A normal interpretation
By Kevin Baldeosingh (T&T Express)
Mary King is an individual of impeccable ethics, superior intellect and absolutely fabulous hats. This is what the average or ordinary person has failed to appreciate in this whole contract-to-her-husband-and-son imbroglio.
It is true that the former planning minister did not declare any conflict of interest when her family's firm submitted a bid to re-create the Planning Ministry's website; but shouldn't we tip our hat to someone who's not interested in conflict? It is also true that King was present at the opening of the tenders; but she wasn't wearing her ministerial hat. It is even true that King appointed her personal assistant to the evaluation committee which chose her husband's firm for the $100,000 contract; but that doesn't mean she was passing the hat. And it is absolutely true that, if a common or garden person had done these things, it would have been a clear case of actions designed to gain a pecuniary advantage. But this is obviously not the case, prima facie or prima donna, for an accomplished individual like Mary King, who has a BSc in economics and is considered an expert in hat-buying.
Additionally, King is a former chairman of the Trinidad and Tobago chapter of Transparency International, whose present chairman, Richard Joseph, can be seen regularly on CNMG's morning show even though other individuals and groups have been blanking the State-owned station until its CEO, Ken Ali, is handed his hat for trying to skew the news. King resigned from the T&T Transparency Institute (TTTI) in 2002, when she was an independent senator during the 18-18 parliamentary deadlock, after questions were raised about whether the senators were justified in drawing salaries when Parliament wasn't sitting. Back then, Mary King declared, "I believe in the law," proving beyond any shadow of unreasonable doubt that she believes in the law. Even so, TTTI's board asked her to make a public statement about what she intended to do with her $8,520 monthly salary, which she refused to do, saying, "It is my personal, moral and spiritual business how I dispose of my legal property." Former prime minister Patrick Manning, you may recall, said something similar about his prophetess's $30 million church.

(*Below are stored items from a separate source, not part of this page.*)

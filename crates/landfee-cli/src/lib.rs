//! # landfee-cli — Command-Line Front End for the Fee Engine
//!
//! Provides the `landfee` binary: quotes for surveys and due-diligence
//! searches, zone lookups, and tariff schedule maintenance.
//!
//! ## Subcommands
//!
//! - `landfee quote survey` / `landfee quote due-diligence` — price a request.
//! - `landfee zone resolve|list|tier` — inspect the zone registry.
//! - `landfee schedule dump|check` — export or validate a YAML schedule.
//!
//! ```bash
//! landfee quote survey --area Ikoyi --plot-size 500
//! landfee --schedule lagos-2026.yaml quote due-diligence --land-area 800 --client corporate
//! landfee schedule check lagos-2026.yaml
//! ```
//!
//! ## Exit Codes
//!
//! | Code | Meaning |
//! |------|---------|
//! | 0 | success |
//! | 1 | other failure (I/O, serialization) or negative answer |
//! | 2 | request rejected (missing or invalid parameter) |
//! | 3 | service not offered yet |
//! | 4 | reference data problem (unknown zone, malformed schedule) |
//!
//! ## Crate Policy
//!
//! - Argument parsing lives in the handler modules; fee logic lives in
//!   `landfee-tariff`.

pub mod quote;
pub mod render;
pub mod schedule;
pub mod zone;

use std::borrow::Cow;
use std::path::Path;

use anyhow::Context;
use clap::ValueEnum;

use landfee_core::{ErrorDisposition, TariffError};
use landfee_tariff::TariffSchedule;

/// Output format for commands that print a breakdown or listing.
#[derive(Debug, Clone, Copy, Default, PartialEq, Eq, ValueEnum)]
pub enum OutputFormat {
    /// Human-readable table.
    #[default]
    Text,
    /// Pretty-printed JSON.
    Json,
}

/// The built-in schedule, or the schedule file at `path`.
pub fn load_schedule(path: Option<&Path>) -> anyhow::Result<Cow<'static, TariffSchedule>> {
    match path {
        None => Ok(Cow::Borrowed(TariffSchedule::builtin())),
        Some(path) => {
            let schedule = TariffSchedule::load(path)
                .with_context(|| format!("failed to load schedule {}", path.display()))?;
            Ok(Cow::Owned(schedule))
        }
    }
}

/// Map an error to the process exit code.
pub fn exit_code(err: &anyhow::Error) -> u8 {
    let disposition = err
        .chain()
        .find_map(|cause| cause.downcast_ref::<TariffError>())
        .map(TariffError::disposition);
    match disposition {
        Some(ErrorDisposition::FormValidation) => 2,
        Some(ErrorDisposition::ComingSoon) => 3,
        Some(ErrorDisposition::DataIntegrity) => 4,
        Some(ErrorDisposition::Internal) | None => 1,
    }
}
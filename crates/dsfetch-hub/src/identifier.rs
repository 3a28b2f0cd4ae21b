use std::fmt;
use std::str::FromStr;

use crate::error::FetchError;

/// A Kaggle dataset, addressed as `owner/name`.
#[derive(Debug, Clone, PartialEq, Eq)]
pub struct KaggleDatasetId {
    pub owner: String,
    pub name: String,
}

impl FromStr for KaggleDatasetId {
    type Err = FetchError;

    fn from_str(s: &str) -> Result<Self, Self::Err> {
        let mut parts = s.split('/');
        match (parts.next(), parts.next(), parts.next()) {
            (Some(owner), Some(name), None) if !owner.is_empty() && !name.is_empty() => Ok(Self {
                owner: owner.to_string(),
                name: name.to_string(),
            }),
            _ => Err(FetchError::InvalidIdentifier(s.to_string())),
        }
    }
}

impl fmt::Display for KaggleDatasetId {
    fn fmt(&self, f: &mut fmt::Formatter<'_>) -> fmt::Result {
        write!(f, "{}/{}", self.owner, self.name)
    }
}

/// A Hugging Face Hub dataset id, either `name` or `namespace/name`.
#[derive(Debug, Clone, PartialEq, Eq)]
pub struct HubDatasetId(String);

impl HubDatasetId {
    pub fn new(id: impl Into<String>) -> Result<Self, FetchError> {
        let id = id.into();
        if id.rsplit('/').next().map_or(true, str::is_empty) {
            return Err(FetchError::InvalidIdentifier(id));
        }
        Ok(Self(id))
    }

    pub fn as_str(&self) -> &str {
        &self.0
    }

    /// Last path segment, used as the local folder name.
    pub fn name(&self) -> &str {
        self.0.rsplit('/').next().unwrap_or(&self.0)
    }
}

impl fmt::Display for HubDatasetId {
    fn fmt(&self, f: &mut fmt::Formatter<'_>) -> fmt::Result {
        f.write_str(&self.0)
    }
}
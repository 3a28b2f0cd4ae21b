use tracing::info;

use crate::client::create_http_client;
use crate::credentials::CredentialProvisioner;
use crate::downloader::{download_hub_datasets, download_kaggle_datasets, BatchReport};
use crate::error::FetchError;
use crate::hub::{read_token, DatasetHub, HubClient};
use crate::kaggle::{KaggleApi, KaggleClient};
use crate::layout::OutputLayout;
use crate::settings::Settings;

#[derive(Debug, Default, Clone, PartialEq, Eq)]
pub struct RunSummary {
    pub kaggle: BatchReport,
    pub hub: BatchReport,
}

/// Bootstrap, Kaggle batch, Hub batch, in that order.
pub struct Pipeline<K, H> {
    layout: OutputLayout,
    provisioner: CredentialProvisioner,
    kaggle: K,
    hub: H,
    kaggle_datasets: Vec<String>,
    hub_datasets: Vec<String>,
}

impl Pipeline<KaggleClient, HubClient> {
    pub fn from_settings(settings: Settings) -> Result<Self, FetchError> {
        let http = create_http_client()?;
        let token = settings.hub_token_path.as_deref().and_then(read_token);
        Ok(Self {
            layout: OutputLayout::new(settings.output_root),
            provisioner: CredentialProvisioner::new(
                settings.kaggle_config_path.clone(),
                settings.kaggle_fallback_paths,
            ),
            kaggle: KaggleClient::new(
                http.clone(),
                settings.kaggle_base_url,
                settings.kaggle_config_path,
            ),
            hub: HubClient::new(http, settings.hub_base_url, token),
            kaggle_datasets: settings.kaggle_datasets,
            hub_datasets: settings.hub_datasets,
        })
    }
}

impl<K, H> Pipeline<K, H>
where
    K: KaggleApi + Send,
    H: DatasetHub + Sync,
{
    pub fn new(
        layout: OutputLayout,
        provisioner: CredentialProvisioner,
        kaggle: K,
        hub: H,
        kaggle_datasets: Vec<String>,
        hub_datasets: Vec<String>,
    ) -> Self {
        Self {
            layout,
            provisioner,
            kaggle,
            hub,
            kaggle_datasets,
            hub_datasets,
        }
    }

    /// Runs every batch once. An `Err` is always fatal; per-dataset failures
    /// only show up in the returned summary.
    pub async fn run(&mut self) -> Result<RunSummary, FetchError> {
        info!(root = %self.layout.root().display(), "Starting dataset downloads");
        self.layout.bootstrap()?;

        let kaggle = download_kaggle_datasets(
            &mut self.kaggle,
            &self.provisioner,
            &self.layout,
            &self.kaggle_datasets,
        )
        .await?;
        let hub = download_hub_datasets(&self.hub, &self.layout, &self.hub_datasets).await;

        info!(
            kaggle_ok = kaggle.succeeded.len(),
            kaggle_failed = kaggle.failed.len(),
            hub_ok = hub.succeeded.len(),
            hub_failed = hub.failed.len(),
            "Finished dataset downloads"
        );
        Ok(RunSummary { kaggle, hub })
    }
}
use std::path::PathBuf;

use tracing::{error, info, warn};

use crate::credentials::CredentialProvisioner;
use crate::error::FetchError;
use crate::hub::DatasetHub;
use crate::identifier::{HubDatasetId, KaggleDatasetId};
use crate::kaggle::KaggleApi;
use crate::layout::{OutputLayout, Source};

/// What happened to each identifier of one batch.
#[derive(Debug, Default, Clone, PartialEq, Eq)]
pub struct BatchReport {
    pub succeeded: Vec<String>,
    pub failed: Vec<String>,
}

impl BatchReport {
    fn record(&mut self, source: Source, id: &str, result: Result<PathBuf, FetchError>) {
        match result {
            Ok(dir) => {
                info!(%source, dataset = id, dir = %dir.display(), "Dataset downloaded");
                self.succeeded.push(id.to_string());
            }
            Err(e) => {
                if e.is_transient() {
                    warn!(%source, dataset = id, error = %e, transient = true, "Error downloading dataset");
                } else {
                    error!(%source, dataset = id, error = %e, transient = false, "Error downloading dataset");
                }
                self.failed.push(id.to_string());
            }
        }
    }
}

/// Provisions credentials, then downloads and unpacks each Kaggle dataset into
/// its own folder. Only provisioning can fail the whole batch; per-dataset
/// errors are logged and the next dataset is tried.
pub async fn download_kaggle_datasets<K: KaggleApi + Send>(
    api: &mut K,
    provisioner: &CredentialProvisioner,
    layout: &OutputLayout,
    dataset_ids: &[String],
) -> Result<BatchReport, FetchError> {
    provisioner.provision()?;

    let mut report = BatchReport::default();
    for raw in dataset_ids {
        info!(dataset = %raw, "Downloading Kaggle dataset");
        let result = download_kaggle_dataset(api, layout, raw).await;
        report.record(Source::Kaggle, raw, result);
    }
    Ok(report)
}

async fn download_kaggle_dataset<K: KaggleApi + Send>(
    api: &mut K,
    layout: &OutputLayout,
    raw: &str,
) -> Result<PathBuf, FetchError> {
    let dataset: KaggleDatasetId = raw.parse()?;
    let dir = layout.ensure_dataset_dir(Source::Kaggle, &dataset.name)?;
    api.authenticate().await?;
    api.dataset_download_files(&dataset, &dir).await?;
    Ok(dir)
}

/// Loads each Hub dataset and writes one CSV per split into its folder.
pub async fn download_hub_datasets<H: DatasetHub + Sync>(
    hub: &H,
    layout: &OutputLayout,
    dataset_ids: &[String],
) -> BatchReport {
    let mut report = BatchReport::default();
    for raw in dataset_ids {
        info!(dataset = %raw, "Downloading Hugging Face dataset");
        let result = download_hub_dataset(hub, layout, raw).await;
        report.record(Source::HuggingFace, raw, result);
    }
    report
}

async fn download_hub_dataset<H: DatasetHub + Sync>(
    hub: &H,
    layout: &OutputLayout,
    raw: &str,
) -> Result<PathBuf, FetchError> {
    let dataset = HubDatasetId::new(raw)?;
    let dir = layout.ensure_dataset_dir(Source::HuggingFace, dataset.name())?;
    let loaded = hub.load_dataset(&dataset).await?;
    for path in loaded.export_csv(&dir)? {
        info!(dataset = %dataset, file = %path.display(), "Saved split");
    }
    Ok(dir)
}
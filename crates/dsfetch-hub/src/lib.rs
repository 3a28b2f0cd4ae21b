mod archive;
mod client;
mod credentials;
mod dataset;
mod downloader;
mod error;
mod hub;
mod identifier;
mod kaggle;
mod layout;
mod pipeline;
mod settings;

#[cfg(test)]
mod tests;

pub use archive::unzip_into;
pub use client::create_http_client;
pub use credentials::{
    default_fallback_paths, default_kaggle_config_path, CredentialProvisioner, KaggleCredentials,
    Provisioned,
};
pub use dataset::{render_cell, Dataset, Partition};
pub use downloader::{download_hub_datasets, download_kaggle_datasets, BatchReport};
pub use error::FetchError;
pub use hub::{DatasetHub, HubClient, HF_DATASETS_SERVER_BASE_URL};
pub use identifier::{HubDatasetId, KaggleDatasetId};
pub use kaggle::{KaggleApi, KaggleClient, KAGGLE_API_BASE_URL};
pub use layout::{OutputLayout, Source};
pub use pipeline::{Pipeline, RunSummary};
pub use settings::{Settings, DATASETS_DIR, HUB_DATASETS, KAGGLE_DATASETS};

In a lesser or inferior individual, such a statement would have been an excuse to take money from the State while doing nothing, like a URP worker. But, nine years before she became Planning Minister, Mary King understood that doing nothing can be a virtue since, when Express investigative reporter Camini Marajh asked if she had declared her relationship to the winning firm, she responded, "I did nothing" in order not to bias the bidding process for or against her family's company. And every normal or everyday person would agree that virtue should be rewarded, perhaps by buying hats to talk through. Besides, King also told Marajh that she didn't even know her family was bidding for the contract: so King's husband clearly kept this little project under his hat. While such reticence would seem unlikely to persons with traditional or conventional families, remember that no less a personage than former prime minister Basdeo Panday was also unaware that CLICO head Lawrence Duprey had given his wife £100,000 for their daughters' scholarship fund.
If more proof were needed, Works and Transport Minister Jack Warner stated categorically on Monday that, "The Mary King I know is incorruptible": and everybody knows that nobody knows more about corruption than Jack. As a FIFA vice-president, Warner has been frequently accused of asking for bribes, but what lesser and poorer mortals fail to realise is that he has hardly ever been accused of taking them. And everyone who's not anyone knows that Jack Warner cannot be found to be corrupt, because Jack is a smart man.
It is therefore this tendency of the hoi polloi and hatless to criticise their betters and brighters which is undermining what TTTI board member Derren Joseph calls "this beautiful land". In 1998, United National Congress financier Steve Ferguson's two pitbulls killed rastafarian Christopher Charles and now, 13 years later as Ferguson is fighting to resist being extradited to the US to face trial for fraud related to the Piarco Airport project, businesswoman Vidya Emrith is facing criticism and calumny because her German Shepherds mauled a four-year-old boy. Don't the working-class or proletarian masses realise that, if we start blaming business people for valuing property over human life, what Joseph calls "our beloved country" runs the risk of economic and social collapse?
In similar fashion, it is clear that Prime Minister Kamla Persad-Bissessar did not think through her decision to fire Mary King, for who will advise her now on what hats to wear? Anil Roberts has thrown his hat in the ring for COP leader; Vasant Bharath has gone hat in hand to farmers; and Herbert Volney seems to be on familiar terms with the Mad Hatter. Maybe Kamla will pick a new adviser, such as Strategic Services Agency deputy director Julie Browne, out of a hat.